# Pneumatische Zylinder fahren bei offener Schutztür



## eloelo (7 Oktober 2010)

Hallo zusammen,
ich habe folgendes Problem zur Zeit bei einer Anlage. Wir haben mehrere Zylinder in einer Anlage die Horizontal und Vertikalhübe fahren. Diese sind durch einer Schutzumhausung und mehreren Schutztüren abgeschottet.
Beim öffnen einer Schutztür fallt die Druckluft weg der Zylinder weg.
Jetzt möchte ich mit einem Schlüsselschalter den Betriebsmodus von Automatik in Einrichten schalten. Wenn der Automat in Einrichten ist bleibt bei offener Schutztür die Druckluft an den Zylindern vorhanden.
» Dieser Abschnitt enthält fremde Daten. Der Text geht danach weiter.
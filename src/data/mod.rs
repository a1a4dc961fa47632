//! Core data model for the news sections
//!
//! A [`Record`] is a single news item as served to the site. The named fields
//! are the ones the cache reasons about; everything else the upstream API
//! sends is kept verbatim in [`Record::extra`].

pub mod newsdata;

pub use newsdata::{
    FetchError, FetchOptions, FetchOutcome, NewsDataClient, NewsSource, RetryPolicy,
};

use chrono::{DateTime, NaiveDate, NaiveDateTime, Utc};
use serde::{Deserialize, Serialize};
use serde_json::{Map, Value};

/// A news item
#[derive(Debug, Clone, PartialEq, Serialize, Deserialize)]
pub struct Record {
    /// Headline
    pub title: String,
    /// Canonical URL of the article
    pub link: String,
    /// Publication timestamp as sent upstream
    #[serde(rename = "pubDate", default, skip_serializing_if = "Option::is_none")]
    pub pub_date: Option<String>,
    #[serde(default, skip_serializing_if = "Option::is_none")]
    pub description: Option<String>,
    /// Upstream source identifier
    #[serde(default, skip_serializing_if = "Option::is_none")]
    pub source_id: Option<String>,
    #[serde(default, skip_serializing_if = "Option::is_none")]
    pub image_url: Option<String>,
    /// Passthrough fields not modelled above
    #[serde(flatten)]
    pub extra: Map<String, Value>,
}

impl Record {
    /// Creates a record with only the required fields set
    pub fn new(title: impl Into<String>, link: impl Into<String>) -> Self {
        Self {
            title: title.into(),
            link: link.into(),
            pub_date: None,
            description: None,
            source_id: None,
            image_url: None,
            extra: Map::new(),
        }
    }

    /// Sets the publication date
    pub fn with_pub_date(mut self, pub_date: impl Into<String>) -> Self {
        self.pub_date = Some(pub_date.into());
        self
    }

    /// Sets the description
    pub fn with_description(mut self, description: impl Into<String>) -> Self {
        self.description = Some(description.into());
        self
    }

    /// Sets the source identifier
    pub fn with_source_id(mut self, source_id: impl Into<String>) -> Self {
        self.source_id = Some(source_id.into());
        self
    }

    /// Looks up a field by its wire name
    ///
    /// Named fields are matched first; extension fields only resolve when they
    /// hold a JSON string.
    pub fn field(&self, name: &str) -> Option<&str> {
        match name {
            "title" => Some(self.title.as_str()),
            "link" => Some(self.link.as_str()),
            "pubDate" => self.pub_date.as_deref(),
            "description" => self.description.as_deref(),
            "source_id" => self.source_id.as_deref(),
            "image_url" => self.image_url.as_deref(),
            other => self.extra.get(other).and_then(Value::as_str),
        }
    }

    /// Sets a field by its wire name
    pub fn set_field(&mut self, name: &str, value: String) {
        match name {
            "title" => self.title = value,
            "link" => self.link = value,
            "pubDate" => self.pub_date = Some(value),
            "description" => self.description = Some(value),
            "source_id" => self.source_id = Some(value),
            "image_url" => self.image_url = Some(value),
            other => {
                self.extra.insert(other.to_string(), Value::String(value));
            }
        }
    }

    /// Epoch milliseconds of the given date field, 0 when missing or unparseable
    pub fn timestamp_of(&self, date_field: &str) -> i64 {
        self.field(date_field).map(parse_timestamp).unwrap_or(0)
    }
}

/// Parses a publication timestamp into epoch milliseconds
///
/// Accepts RFC 3339, `YYYY-MM-DD HH:MM:SS` (read as UTC) and bare
/// `YYYY-MM-DD`. Anything else yields 0 so the record sorts as oldest.
pub fn parse_timestamp(value: &str) -> i64 {
    let value = value.trim();
    if let Ok(dt) = DateTime::parse_from_rfc3339(value) {
        return dt.timestamp_millis();
    }
    for format in ["%Y-%m-%d %H:%M:%S", "%Y-%m-%dT%H:%M:%S"] {
        if let Ok(naive) = NaiveDateTime::parse_from_str(value, format) {
            return naive.and_utc().timestamp_millis();
        }
    }
    if let Ok(date) = NaiveDate::parse_from_str(value, "%Y-%m-%d") {
        if let Some(naive) = date.and_hms_opt(0, 0, 0) {
            return naive.and_utc().timestamp_millis();
        }
    }
    0
}

/// Current wall-clock time in epoch milliseconds
pub fn now_millis() -> i64 {
    Utc::now().timestamp_millis()
}

#[cfg(test)]
mod tests {
    use super::*;

    #[test]
    fn test_record_serialization_uses_wire_names() {
        let record = Record::new("Title", "https://example.com/a")
            .with_pub_date("2024-01-01 10:00:00")
            .with_source_id("elpais");

        let json = serde_json::to_value(&record).expect("Failed to serialize Record");

        assert_eq!(json["pubDate"], "2024-01-01 10:00:00");
        assert_eq!(json["source_id"], "elpais");
        assert!(json.get("description").is_none());
    }

    #[test]
    fn test_record_preserves_extra_fields() {
        let json = r#"{
            "title": "Title",
            "link": "https://example.com/a",
            "keywords": ["a", "b"],
            "content": "body"
        }"#;

        let record: Record = serde_json::from_str(json).expect("Failed to deserialize Record");
        assert_eq!(record.extra["keywords"], serde_json::json!(["a", "b"]));
        assert_eq!(record.field("content"), Some("body"));

        let back = serde_json::to_value(&record).expect("Failed to serialize Record");
        assert_eq!(back["keywords"], serde_json::json!(["a", "b"]));
    }

    #[test]
    fn test_record_requires_title() {
        let json = r#"{ "link": "https://example.com/a" }"#;
        assert!(serde_json::from_str::<Record>(json).is_err());
    }

    #[test]
    fn test_set_field_routes_to_named_and_extra() {
        let mut record = Record::new("Title", "https://example.com/a");
        record.set_field("description", "desc".to_string());
        record.set_field("content", "body".to_string());

        assert_eq!(record.description.as_deref(), Some("desc"));
        assert_eq!(record.extra["content"], "body");
    }

    #[test]
    fn test_parse_timestamp_formats() {
        let date_only = parse_timestamp("2024-01-01");
        let spaced = parse_timestamp("2024-01-01 00:00:00");
        let rfc = parse_timestamp("2024-01-01T00:00:00Z");

        assert_eq!(date_only, 1_704_067_200_000);
        assert_eq!(spaced, date_only);
        assert_eq!(rfc, date_only);
    }

    #[test]
    fn test_parse_timestamp_invalid_is_epoch() {
        assert_eq!(parse_timestamp("yesterday"), 0);
        assert_eq!(parse_timestamp(""), 0);
    }

    #[test]
    fn test_timestamp_of_missing_field_is_epoch() {
        let record = Record::new("Title", "https://example.com/a");
        assert_eq!(record.timestamp_of("pubDate"), 0);
    }
}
Durch einen Zustimmtaster mit zwei Drucktasten "Bewegung +" und "Bewegung -" kann ich nachdem ich einen Zylinder am Bedienpanel ausgewählt habe den Zylinder verfahren.
Den Zustimmtaster könnte ich aber mit einer Hand bedienen so das die andere Hand frei ist. Jetzt ist meine Frage ist dies überhaupt erlaubt oder muss ich beide Hände benutzten um eine Bewegung auszuüben. Der Schlüsselschalter und der Zustimmtaster ist im Normalfall weggeschlossen und darf nur vom geschultem Instandhaltungspersonal benutzt werden.
Es geht mir hauptsächlich darum ein paar Normen zu finden ich näheres zu diesem Thema finden kann.
Ich hoffe ihr könnt mir da etwas weiterhelfen.

MfG


----------



## Safety (7 Oktober 2010)

Hallo, siehe EN ISO 12100-2 
*4.1 *​​​​*1.9 Steuerungsart für Einrichten, Teachen, Umrüsten, Fehlersuche, Reinigungs- oder Instandhaltungsarbeiten*

Oft macht hier auch eine Zweihandsteuerung Sinn die dann aber wieder nach EN 574 und EN 999 ausgelegt werden muss. ​


----------